[libvirt] [PATCH v2 1/4] xml: add disk driver metadata_cache_size option

John Ferlan jferlan at redhat.com
Mon Dec 10 16:56:08 UTC 2018


On 11/8/18 8:02 AM, Nikolay Shirokovskiy wrote:
> Signed-off-by: Nikolay Shirokovskiy <nshirokovskiy at virtuozzo.com>
> ---
>  docs/formatdomain.html.in                          |  8 ++++
>  docs/schemas/domaincommon.rng                      | 11 +++++
>  src/conf/domain_conf.c                             | 17 ++++++++
>  src/conf/domain_conf.h                             |  9 ++++
>  .../qemuxml2argvdata/disk-metadata_cache_size.xml  | 42 +++++++++++++++++++
>  .../disk-metadata_cache_size.xml                   | 48 ++++++++++++++++++++++
>  tests/qemuxml2xmltest.c                            |  2 +
>  7 files changed, 137 insertions(+)
>  create mode 100644 tests/qemuxml2argvdata/disk-metadata_cache_size.xml
>  create mode 100644 tests/qemuxml2xmloutdata/disk-metadata_cache_size.xml
> 

<sigh> looks like a forgotten thread...  It seems reviewer bandwidth is
limited and won't get much better during the last couple weeks of the
month when many if not most Red Hat employees are out to due company
shutdown period.

You need to add a few words to the commit message to describe what's
being changed.  Oh and you'll also need a "last" patch to docs/news.xml
to describe the new feature.

> diff --git a/docs/formatdomain.html.in b/docs/formatdomain.html.in
> index 269741a..1d186ab 100644
> --- a/docs/formatdomain.html.in
> +++ b/docs/formatdomain.html.in
> @@ -3556,6 +3556,14 @@
>              virt queues for virtio-blk. (<span class="since">Since 3.9.0</span>)
>            </li>
>            <li>
> +            The optional <code>metadata_cache_size</code> attribute specifies
> +            metadata cache size policy, possible values are "default" and "maximum".

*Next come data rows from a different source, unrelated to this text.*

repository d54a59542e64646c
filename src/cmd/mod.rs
pub mod config;
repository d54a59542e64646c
use std::error::Error;
use std::fmt;

use tracing::{debug, warn};

use crate::container::Container;
use crate::dom::Element;
use crate::model::{Definition, MetadataField, Parameter};

/// Class on the anchor naming a property.
pub const SUBTYPE_CLASS: &str = "subtypes";
/// Class on the anchors holding metadata values.
pub const SUBTYPE_FIELD_CLASS: &str = "subtypes_fields";
/// Class on the anchors naming a definition's keys.
pub const SUBTYPE_PROPERTY_CLASS: &str = "subtype_pro";

/// What `set` does with a property that has no definition.
#[derive(Debug, Clone, Copy, Default, PartialEq, Eq)]
pub enum MissingDefinition {
    /// Leave the property out and keep rendering the rest.
    #[default]
    Skip,
    /// Fail before anything is appended.
    Strict,
}

#[derive(Debug, Clone, PartialEq, Eq)]
pub struct FieldLabels {
    pub description: String,
    pub title: String,
    pub plural_title: String,
}

impl Default for FieldLabels {
    fn default() -> Self {
        Self {
            description: "Description".to_string(),
            title: "Title".to_string(),
            plural_title: "Plural title".to_string(),
        }
    }
}

impl FieldLabels {
    pub fn label(&self, field: MetadataField) -> &str {
        match field {
            MetadataField::Description => &self.description,
            MetadataField::Title => &self.title,
            MetadataField::PluralTitle => &self.plural_title,
        }
    }
}

#[derive(Debug, Clone, Default, PartialEq, Eq)]
pub struct RenderOptions {
    /// Text shown for an absent metadata field.
    pub placeholder: String,
    pub missing_definition: MissingDefinition,
    pub labels: FieldLabels,
}

/// Outcome of one `set` call.
#[derive(Debug, Clone, Default, PartialEq, Eq)]
pub struct RenderSummary {
    /// Properties rendered, in order.
    pub rendered: Vec<String>,
    /// Properties left out for lack of a definition.
    pub skipped: Vec<String>,
    /// Metadata fields that fell back to the placeholder.
    pub missing_fields: usize,
}

impl RenderSummary {
    pub fn is_noop(&self) -> bool {
        self.rendered.is_empty() && self.skipped.is_empty()
    }
}

#[derive(Debug, Clone, PartialEq, Eq)]
pub enum RenderError {
    MissingDefinition { property: String },
}

impl fmt::Display for RenderError {
    fn fmt(&self, f: &mut fmt::Formatter<'_>) -> fmt::Result {
        match self {
            RenderError::MissingDefinition { property } => {
                write!(f, "property `{property}` has no entry in schema.definitions")
            }
        }
    }
}

impl Error for RenderError {}

/// Appends summaries of schema properties to the container it holds.
/// Callers get the container back through `into_container`.
#[derive(Debug)]
pub struct SchemaEditor<C> {
    container: C,
    options: RenderOptions,
}

impl<C> SchemaEditor<C>
where
    C: Container,
{
    pub fn new(container: C) -> Self {
        Self::with_options(container, RenderOptions::default())
    }

    pub fn with_options(container: C, options: RenderOptions) -> Self {
        Self { container, options }
    }

    pub fn container(&self) -> &C {
        &self.container
    }

    pub fn container_mut(&mut self) -> &mut C {
        &mut self.container
    }

    pub fn into_container(self) -> C {
        self.container
    }

    pub fn options(&self) -> &RenderOptions {
        &self.options
    }

    /// Appends one block per property of `parameter`.
    ///
    /// Each block is a `ul` holding the property marker and its three
    /// metadata items, followed by one marker per key of the property's own
    /// definition. An absent parameter, or one without `properties`, leaves
    /// the container untouched.
    pub fn set(&mut self, parameter: Option<&Parameter>) -> Result<RenderSummary, RenderError> {
        let mut summary = RenderSummary::default();
        let Some(parameter) = parameter else {
            return Ok(summary);
        };
        let Some(properties) = parameter.properties.as_ref() else {
            return Ok(summary);
        };

        if self.options.missing_definition == MissingDefinition::Strict {
            if let Some(property) = properties
                .keys()
                .find(|property| parameter.definition(property.as_str()).is_none())
            {
                return Err(RenderError::MissingDefinition {
                    property: property.clone(),
                });
            }
        }

        for property in properties.keys() {
            let Some(definition) = parameter.definition(property) else {
                warn!(%property, "no definition for property; skipping");
                summary.skipped.push(property.clone());
                continue;
            };

            let (block, missing) = self.property_block(property, definition);
            self.container.append(block.into());
            for key in definition.key_names() {
                self.container.append(
                    Element::new("a")
                        .with_class(SUBTYPE_PROPERTY_CLASS)
                        .with_text(key)
                        .into(),
                );
            }

            debug!(%property, missing, "rendered property");
            summary.missing_fields += missing;
            summary.rendered.push(property.clone());
        }

        Ok(summary)
    }

    fn property_block(&self, property: &str, definition: &Definition) -> (Element, usize) {
        let marker = Element::new("a")
            .with_class(SUBTYPE_CLASS)
            .with_text(property);
        let mut block = Element::new("ul").with_child(marker);
        let mut missing = 0;

        for field in MetadataField::ALL {
            let value = match definition.metadata(field) {
                Some(value) => value,
                None => {
                    missing += 1;
                    self.options.placeholder.clone()
                }
            };
            let value = Element::new("a")
                .with_class(SUBTYPE_FIELD_CLASS)
                .with_text(value);
            block.push(
                Element::new("li")
                    .with_text(format!("{} ", self.options.labels.label(field)))
                    .with_child(value),
            );
        }

        (block, missing)
    }
}

impl<C> Default for SchemaEditor<C>
where
    C: Container + Default,
{
    fn default() -> Self {
        Self::new(C::default())
    }
}
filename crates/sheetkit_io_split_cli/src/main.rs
//! # sheetkit-split
//!
//! Split one large `.xlsx` workbook into smaller part files, each bounded by
//! a sheet count per file and a data-row count per sheet.
//!
//! ## Usage
//!
//! ```bash
//! # 3 sheets x 40 000 rows per part, parts written to ./parts
//! sheetkit-split big.xlsx parts
//!
//! # smaller parts on 4 workers, settings from a config file
//! sheetkit-split big.xlsx parts --rows 10000 --workers 4 --config sheetkit.toml
//! ```
//!
//! Exit code is 0 when every part was written, 1 otherwise.

mod config;

use anyhow::{Context, Result};
use clap::Parser;
use log::{error, info, warn};
use std::path::PathBuf;

use sheetkit_io_split::{
    LogObserver, SpecSplitTarget, XlsxSheetSource, XlsxWorkbookWriter, split_workbook,
};

use crate::config::{Config, SplitSettings};

/// sheetkit-split - chunked XLSX splitter
#[derive(Parser, Debug)]
#[command(name = "sheetkit-split")]
#[command(author, version, about, long_about = None)]
struct Cli {
    /// Input workbook path
    #[arg(value_name = "INPUT")]
    input: PathBuf,

    /// Directory receiving the part files (created when missing)
    #[arg(value_name = "OUTPUT_DIR")]
    output_dir: PathBuf,

    /// Output sheets per part file [default: 3]
    #[arg(short = 's', long = "sheets")]
    sheets_per_file: Option<usize>,

    /// Data rows per output sheet, header excluded [default: 40000]
    #[arg(short = 'r', long = "rows")]
    rows_per_sheet: Option<usize>,

    /// Rows read from the input per call [default: 10000]
    #[arg(short = 'c', long)]
    chunk_size: Option<usize>,

    /// Parallel workers [default: CPU count - 1]
    #[arg(short = 'w', long)]
    workers: Option<usize>,

    /// Part file prefix [default: input file stem]
    #[arg(long)]
    name_base: Option<String>,

    /// Fail instead of replacing existing part files
    #[arg(long)]
    no_overwrite: bool,

    /// TOML config file with a [split] table
    #[arg(long, value_name = "FILE")]
    config: Option<PathBuf>,

    /// Verbosity level (-v for info, -vv for debug)
    #[arg(short, long, action = clap::ArgAction::Count)]
    verbose: u8,
}

impl Cli {
    fn to_settings(&self) -> SplitSettings {
        SplitSettings {
            sheets_per_file: self.sheets_per_file,
            rows_per_sheet: self.rows_per_sheet,
            chunk_size: self.chunk_size,
            workers: self.workers,
            name_base: self.name_base.clone(),
            overwrite: self.no_overwrite.then_some(false),
        }
    }
}

fn main() -> Result<()> {
    let cli = Cli::parse();

    // Initialize logging based on verbosity
    let log_level = match cli.verbose {
        0 => "warn",
        1 => "info",
        _ => "debug",
    };
    env_logger::Builder::from_env(env_logger::Env::default().default_filter_or(log_level)).init();

    run_split(&cli)
}

fn run_split(cli: &Cli) -> Result<()> {
    let settings_file = match &cli.config {
        Some(path_config) => Config::from_file(path_config)?.split,
        None => SplitSettings::default(),
    };
    let settings = settings_file.merge(cli.to_settings());
    let cfg_split = settings.to_split_config();

    let mut target = SpecSplitTarget::from_input_path(&cli.input, &cli.output_dir);
    if let Some(name_base) = &settings.name_base {
        target.name_base = name_base.clone();
    }
    target.rule_conflict = settings.conflict_strategy();

    info!("Input:  {}", cli.input.display());
    info!("Output: {}", cli.output_dir.display());
    info!(
        "Sheets per file: {}, rows per sheet: {}, chunk size: {}, workers: {}",
        cfg_split.sheets_per_file,
        cfg_split.rows_per_sheet,
        cfg_split.chunk_size,
        cfg_split.num_workers
    );

    let report = split_workbook(
        &XlsxSheetSource::new(&cli.input),
        &XlsxWorkbookWriter::new(),
        &target,
        cfg_split,
        &LogObserver,
    )
    .with_context(|| format!("Failed to split {}", cli.input.display()))?;

    for warning in &report.warnings {
        warn!("{warning}");
    }
    for failure in &report.errors {
        error!("worker {}: {}", failure.worker_idx, failure.exception);
    }
    println!("{report}");

    if !report.is_success() {
        anyhow::bail!(
            "Split incomplete: {} of {} worker(s) failed, {} cancelled",
            report.error_count(),
            report.cnt_workers,
            report.cnt_workers_cancelled
        );
    }
    Ok(())
}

s/policy, possible/policy. Possible/

> +            "default" leaves setting cache size to hypervisor, "maximum" makes

s/"default"/Using "default"/

s/to hypervisor,/to the hypervisor./

s/"maximum"/Using "maximum"

> +            cache size large enough to keep all metadata, this will help if workload


"Using maximum assigns the largest value possible for the cache size.
This ensures the entire disk cache remains in memory for faster I/O at
the expense of utilizing more memory."

[Editorial comment: it's really not 100% clear what all the tradeoffs
someone is making here. The phrase "large enough" just sticks out, but
since you use INT64_MAX in patch 3, I suppose that *is* the maximum.
Still in some way indicating that this allows QEMU to grow the cache and
keep everything in memory, but has the side effect that disks configured
this way will cause guest memory requirements to grow albeit limited by
the QEMU algorithms. It seems from my read the max is 32MB, so perhaps
not a huge deal, but could be useful to note. Whether QEMU shrinks the
cache when not in use wasn't 100% clear to me.]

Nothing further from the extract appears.